Online Program

Return to main conference page

All Times ET

Friday, June 4
Computational Statistics
Data-Driven Science
Fri, Jun 4, 3:20 PM - 4:55 PM
TBD
 

Increasing Integration of Data-Driven Analyses in Operational Activities Through Knowledge Management (309647)

Presentation

Munaf Aamir, Sandia National Laboratories 
*Thushara Gunda, Sandia National Laboratories 
Alexander V. Outkin, Sandia National Laboratories 

Keywords: random forest, security incidents, Shiny visualizations, forecasts, knowledge management

Reduction of security, safety, and other operational incidents is a priority for many organizations. This study demonstrates the value of incorporating data-driven analyses and knowledge management (KM) into ongoing operational activities to reduce such incidents for a large research & development institution. In our approach, a data analysis process based on machine learning evaluations is integrated with a larger decision-making framework to support selection of organizations for organizational assessment activities, which focus on targeted training to reduce incident risk. Based on performance accuracy, a random forest model with down sampling was selected to forecast an organization’s likelihood of incidents.

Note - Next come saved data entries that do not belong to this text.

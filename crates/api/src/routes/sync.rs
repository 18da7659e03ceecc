//! On-demand partner syncs for admins.

use axum::{
    extract::{Path, Query, State},
    routing::{get, post},
    Json, Router,
};
use domain::models::partner::PartnerKind;
use domain::services::{AffiliateSyncSummary, SyncSummary};
use tracing::info;

use crate::app::AppState;
use crate::error::ApiError;
use crate::extractors::AdminUser;
use crate::services::sync::{ConnectionReport, SyncRangeQuery};
use crate::services::SyncService;

pub fn router() -> Router<AppState> {
    Router::new()
        .route("/:partner/affiliates", post(sync_affiliates))
        .route("/:partner/results", post(sync_results))
        .route("/:partner/test", get(test_connection))
}

fn service(state: &AppState) -> SyncService {
    SyncService::new(
        state.pool.clone(),
        state.partners.clone(),
        state.sync_locks.clone(),
        &state.config,
    )
}

/// POST /api/sync/:partner/affiliates
pub async fn sync_affiliates(
    State(state): State<AppState>,
    AdminUser(admin): AdminUser,
    Path(partner): Path<PartnerKind>,
) -> Result<Json<AffiliateSyncSummary>, ApiError> {
    info!(admin_id = %admin.id, partner = %partner, "Manual affiliate sync requested");
    Ok(Json(service(&state).run_affiliate_sync(partner).await?))
}

/// POST /api/sync/:partner/results
///
/// Reconciles `startDate..=endDate` when both are given, else the rolling window.
pub async fn sync_results(
    State(state): State<AppState>,
    AdminUser(admin): AdminUser,
    Path(partner): Path<PartnerKind>,
    Query(query): Query<SyncRangeQuery>,
) -> Result<Json<SyncSummary>, ApiError> {
    let range = query.range()?;
    info!(admin_id = %admin.id, partner = %partner, range = ?range, "Manual results sync requested");
    Ok(Json(service(&state).run_results_sync(partner, range).await?))
}

/// GET /api/sync/:partner/test
pub async fn test_connection(
    State(state): State<AppState>,
    AdminUser(_admin): AdminUser,
    Path(partner): Path<PartnerKind>,
) -> Json<ConnectionReport> {
    Json(service(&state).test_connection(partner).await)
}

The model output is visualized by a Shiny Applet to support operational decision making. Visualization and analysis are incorporated into a continuous integration and deployment process that ensures changes made to the code are successfully built and tested prior to publishing to the production pipeline. Since the initial implementation of the algorithm, multiple updates have been made to extend the utility of the processing pipeline to other security activities, including ingestion of additional datasets and development of a R package. These activities reflect the evolutionary process associated with KM to ensure alignment of data-driven tools with changing organizational needs.